Phase-field modelling of magnetic hysteresis and magnetomechanical coupling: As a continuum-diffused interface approach, phase-field models allow tracking the evolution of magnetic domains. Combining this with a robust finite element-based computational homogenization framework, we will predict the nonlinear hysteretic magnetic response, initially in absence of mechanical effects. Existing methods in magnetomechanical coupling in large deformations are limited to finite magneto(visco)elasticity. Metal forming processes, however, require finite plastic strains to be considered, e.g., in cold rolled steels. To this end, developed phase-field based computational homogenization framework will be extended to involve a variationally consistent magnetomechanical coupling at finite elastoplastic strains.
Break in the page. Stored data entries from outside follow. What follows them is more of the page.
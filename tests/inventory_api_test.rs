mod common;

use axum::{
    body::Body,
    http::{header, Request, StatusCode},
};
use chrono::Utc;
use common::TestApp;
use http_body_util::BodyExt;
use serde_json::{json, Value};
use tower::ServiceExt;

async fn body_json(response: axum::response::Response) -> Value {
    let bytes = response.into_body().collect().await.unwrap().to_bytes();
    serde_json::from_slice(&bytes).unwrap()
}

async fn body_text(response: axum::response::Response) -> String {
    let bytes = response.into_body().collect().await.unwrap().to_bytes();
    String::from_utf8(bytes.to_vec()).unwrap()
}

fn post_json(uri: &str, body: Value) -> Request<Body> {
    Request::builder()
        .method("POST")
        .uri(uri)
        .header(header::CONTENT_TYPE, "application/json")
        .body(Body::from(serde_json::to_vec(&body).unwrap()))
        .unwrap()
}

fn get(uri: &str) -> Request<Body> {
    Request::builder().uri(uri).body(Body::empty()).unwrap()
}

#[tokio::test]
async fn create_and_list_inventory() {
    let app = TestApp::new().await;

    let response = app
        .router
        .clone()
        .oneshot(post_json(
            "/api/v1/inventory",
            json!({
                "sku": "OAK-PLANK",
                "name": "Oak plank 25mm",
                "category": "raw",
                "quantity_on_hand": 120,
                "safety_stock": 15,
                "lead_time_days": 7
            }),
        ))
        .await
        .unwrap();
    assert_eq!(response.status(), StatusCode::CREATED);
    let body = body_json(response).await;
    assert_eq!(body["success"], json!(true));
    assert_eq!(body["data"]["sku"], json!("OAK-PLANK"));
    assert_eq!(body["data"]["quantity_on_hand"], json!(120));

    // Duplicate SKU conflicts.
    let response = app
        .router
        .clone()
        .oneshot(post_json(
            "/api/v1/inventory",
            json!({
                "sku": "OAK-PLANK",
                "name": "Another oak plank",
                "category": "raw"
            }),
        ))
        .await
        .unwrap();
    assert_eq!(response.status(), StatusCode::CONFLICT);

    let response = app
        .router
        .clone()
        .oneshot(get("/api/v1/inventory?page=1&limit=10"))
        .await
        .unwrap();
    assert_eq!(response.status(), StatusCode::OK);
    let body = body_json(response).await;
    assert_eq!(body["data"]["total"], json!(1));
    assert_eq!(body["data"]["items"][0]["sku"], json!("OAK-PLANK"));
}

#[tokio::test]
async fn invalid_item_payload_is_rejected() {
    let app = TestApp::new().await;

    // Negative quantity fails validation at the boundary.
    let response = app
        .router
        .clone()
        .oneshot(post_json(
            "/api/v1/inventory",
            json!({
                "sku": "BAD-ITEM",
                "name": "Bad item",
                "category": "raw",
                "quantity_on_hand": -5
            }),
        ))
        .await
        .unwrap();
    assert_eq!(response.status(), StatusCode::BAD_REQUEST);
}

#[tokio::test]
async fn usage_ingestion_over_http() {
    let app = TestApp::new().await;
    let item = app.seed_item("WALNUT-SLAB", 30, 0, Some(5), None, 2).await;
    let today = Utc::now().date_naive();

    let response = app
        .router
        .clone()
        .oneshot(post_json(
            "/api/v1/usage",
            json!({
                "inventory_item_id": item.id,
                "date": today.to_string(),
                "qty_used": 12
            }),
        ))
        .await
        .unwrap();
    assert_eq!(response.status(), StatusCode::CREATED);
    let body = body_json(response).await;
    assert_eq!(body["data"]["remaining_stock"], json!(18));
    assert_eq!(body["data"]["low_stock"], json!(false));

    // Zero quantity is rejected, not clamped.
    let response = app
        .router
        .clone()
        .oneshot(post_json(
            "/api/v1/usage",
            json!({
                "inventory_item_id": item.id,
                "date": today.to_string(),
                "qty_used": 0
            }),
        ))
        .await
        .unwrap();
    assert_eq!(response.status(), StatusCode::BAD_REQUEST);

    // Unknown item.
    let response = app
        .router
        .clone()
        .oneshot(post_json(
            "/api/v1/usage",
            json!({
                "inventory_item_id": 424242,
                "date": today.to_string(),
                "qty_used": 1
            }),
        ))
        .await
        .unwrap();
    assert_eq!(response.status(), StatusCode::NOT_FOUND);
}

#[tokio::test]
async fn forecast_endpoint_returns_expected_fields() {
    let app = TestApp::new().await;
    let item = app.seed_item("PINE-BOARD", 50, 10, None, None, 5).await;
    app.seed_steady_usage(item.id, 4, 30).await;

    let response = app
        .router
        .clone()
        .oneshot(get("/api/v1/forecast"))
        .await
        .unwrap();
    assert_eq!(response.status(), StatusCode::OK);
    let body = body_json(response).await;
    let forecast = &body["data"][0];
    assert_eq!(forecast["sku"], json!("PINE-BOARD"));
    assert_eq!(forecast["on_hand"], json!(50));
    assert_eq!(forecast["avg_daily_usage"], json!(4.0));
    assert_eq!(forecast["reorder_point"], json!(30));
    assert_eq!(forecast["suggested_order"], json!(0));
    assert_eq!(forecast["days_to_depletion"], json!(13));
}

#[tokio::test]
async fn zero_usage_serializes_null_depletion() {
    let app = TestApp::new().await;
    app.seed_item("BRASS-HINGE", 100, 5, None, None, 3).await;

    let response = app
        .router
        .clone()
        .oneshot(get("/api/v1/forecast"))
        .await
        .unwrap();
    let body = body_json(response).await;
    assert_eq!(body["data"][0]["days_to_depletion"], Value::Null);
}

#[tokio::test]
async fn replenishment_csv_has_field_name_headers() {
    let app = TestApp::new().await;
    let item = app.seed_item("OAK-PLANK", 20, 10, None, None, 5).await;
    app.seed_steady_usage(item.id, 4, 30).await;

    let response = app
        .router
        .clone()
        .oneshot(get("/api/v1/reports/replenishment.csv"))
        .await
        .unwrap();
    assert_eq!(response.status(), StatusCode::OK);
    let content_type = response
        .headers()
        .get(header::CONTENT_TYPE)
        .unwrap()
        .to_str()
        .unwrap()
        .to_string();
    assert!(content_type.starts_with("text/csv"));

    let text = body_text(response).await;
    let mut lines = text.lines();
    assert_eq!(
        lines.next().unwrap(),
        "sku,name,on_hand,avg_daily_usage,days_to_depletion,reorder_point,suggested_order"
    );
    let row = lines.next().unwrap();
    assert!(row.starts_with("OAK-PLANK,"));
    assert!(row.ends_with(",30,20"));
}

#[tokio::test]
async fn stock_and_usage_csv_exports() {
    let app = TestApp::new().await;
    let item = app.seed_item("WALNUT-SLAB", 75, 5, Some(12), Some(90), 4).await;
    let today = Utc::now().date_naive();
    app.seed_usage(item.id, today, 6).await;

    let response = app
        .router
        .clone()
        .oneshot(get("/api/v1/reports/stock.csv"))
        .await
        .unwrap();
    assert_eq!(response.status(), StatusCode::OK);
    let text = body_text(response).await;
    assert!(text.starts_with(
        "sku,name,category,location,quantity_on_hand,safety_stock,reorder_point,max_level,lead_time_days"
    ));
    assert!(text.contains("WALNUT-SLAB"));
    assert!(text.contains(",raw,"));

    let response = app
        .router
        .clone()
        .oneshot(get("/api/v1/reports/usage.csv?days=30"))
        .await
        .unwrap();
    assert_eq!(response.status(), StatusCode::OK);
    let text = body_text(response).await;
    assert!(text.starts_with("date,sku,qty_used,notes"));
    assert!(text.contains("WALNUT-SLAB,6"));
}

#[tokio::test]
async fn dashboard_and_reorder_endpoints() {
    let app = TestApp::new().await;
    // Below its explicit reorder point and out of stock respectively.
    let low = app.seed_item("FELT-PAD", 3, 2, Some(10), Some(50), 2).await;
    app.seed_item("CANE-WEBBING", 0, 0, None, None, 1).await;
    app.seed_item("TEAK-VENEER", 500, 5, Some(10), None, 2).await;
    let today = Utc::now().date_naive();
    app.seed_usage(low.id, today, 2).await;

    let response = app
        .router
        .clone()
        .oneshot(get("/api/v1/inventory/reorder"))
        .await
        .unwrap();
    assert_eq!(response.status(), StatusCode::OK);
    let body = body_json(response).await;
    let skus: Vec<&str> = body["data"]
        .as_array()
        .unwrap()
        .iter()
        .map(|f| f["sku"].as_str().unwrap())
        .collect();
    assert!(skus.contains(&"FELT-PAD"));
    assert!(skus.contains(&"CANE-WEBBING"));
    assert!(!skus.contains(&"TEAK-VENEER"));
    let felt = body["data"]
        .as_array()
        .unwrap()
        .iter()
        .find(|f| f["sku"] == json!("FELT-PAD"))
        .unwrap();
    // Fill back up to the explicit max level.
    assert_eq!(felt["suggested_order"], json!(47));

    let response = app
        .router
        .clone()
        .oneshot(get("/api/v1/inventory/dashboard"))
        .await
        .unwrap();
    assert_eq!(response.status(), StatusCode::OK);
    let body = body_json(response).await;
    assert_eq!(body["data"]["total_items"], json!(3));
    assert_eq!(body["data"]["out_of_stock_items"], json!(1));
    assert_eq!(body["data"]["recent_usage"], json!(2));
    let critical: Vec<&str> = body["data"]["critical_items"]
        .as_array()
        .unwrap()
        .iter()
        .map(|c| c["sku"].as_str().unwrap())
        .collect();
    assert!(critical.contains(&"CANE-WEBBING"));
}

#[tokio::test]
async fn health_and_openapi_endpoints() {
    let app = TestApp::new().await;

    let response = app.router.clone().oneshot(get("/health")).await.unwrap();
    assert_eq!(response.status(), StatusCode::OK);
    let body = body_json(response).await;
    assert_eq!(body["status"], json!("up"));
    assert_eq!(body["database"], json!("up"));

    let response = app
        .router
        .clone()
        .oneshot(get("/api-docs/openapi.json"))
        .await
        .unwrap();
    assert_eq!(response.status(), StatusCode::OK);
    let body = body_json(response).await;
    assert!(body["paths"]["/api/v1/forecast"].is_object());
}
Modelling electromagnetic sensor output: This work-package concerns finite element modelling of electromagnetic testing with effective material properties for the sheet. This allows one to compute sensor outputs for various field
intensities and frequencies and then relating these to experimental outputs. Making sensitivity analysis possible, finite element method allows one to optimize sensor systems according to sensor geometry and location.
Title:
Mathematical foundations of hybrid modelling for complex manufacturing processes
Supervision:
Prof.dr. J. Schmidt-Hieber (UT-MOR), Dr.ir. J. Havinga (UT-NSM)
Scientific challenges
Correcting physics-based process models based on observed experimental data is the key objective of WP2. The challenge is to define a correction space that guarantees that the main relations from the physics-based model are maintained, while being sufficiently flexible to correct for the model inaccuracies. The choice for a function space that maps the uncorrected to the corrected data requires assumptions about the proximity between uncorrected and corrected models. Given such assumptions, a suitable correction method has to be developed, including the selection of specific types of corrective function spaces that maximize the detectability of a suitable solution, which should also be robust to outliers in the dataset.
Besides the aforementioned fundamental modelling framework that is yet to be investigated, several additional challenges emerge from the application to these highly complex metal manufacturing processes. Firstly, the available
data that can be used for the model correction will not be complete, in the sense that not all input and output variables from the physics-based model can be directly measured in the manufacturing process. Secondly, the nature of the process implies that the correction may not be stationary, but that the actual difference between the physics-based model and the actual process may vary over time, due to drifts of unmodelled conditions (such as tool wear). Thirdly, the processes consist of multiple steps, for which the accuracy of the models and of the measurement data may differ strongly. The research towards a mathematically sound approach for model correction must therefore be performed within the set of constraints mentioned above.
Methods
We will employ one postdoc with background in mathematics/statistics/machine learning for the modelling of the steel production process. To address this challenge, our main idea is to design a Bayes type approach that assigns the physics-based model the role of the prior and allows the data to correct the prior model if there is enough evidence in
the measurement. The corrective function space and required evidence levels depend on prior assumptions about model and measurement uncertainty. The relations between assumptions, model parametrization and performance
(i.e. detectability and robustness) will be investigated in a mathematically rigorous way by adapting tools from the well-developed field of nonparametric Bayes.
The uncertainty quantification (UQ) of the models is a key component of the procedure. While UQ comes as a byproduct of Bayesian methods, to do uncertainty quantification for deep learning and other machine learning methods, several suggestions have been made in the literature that we can use as a starting point.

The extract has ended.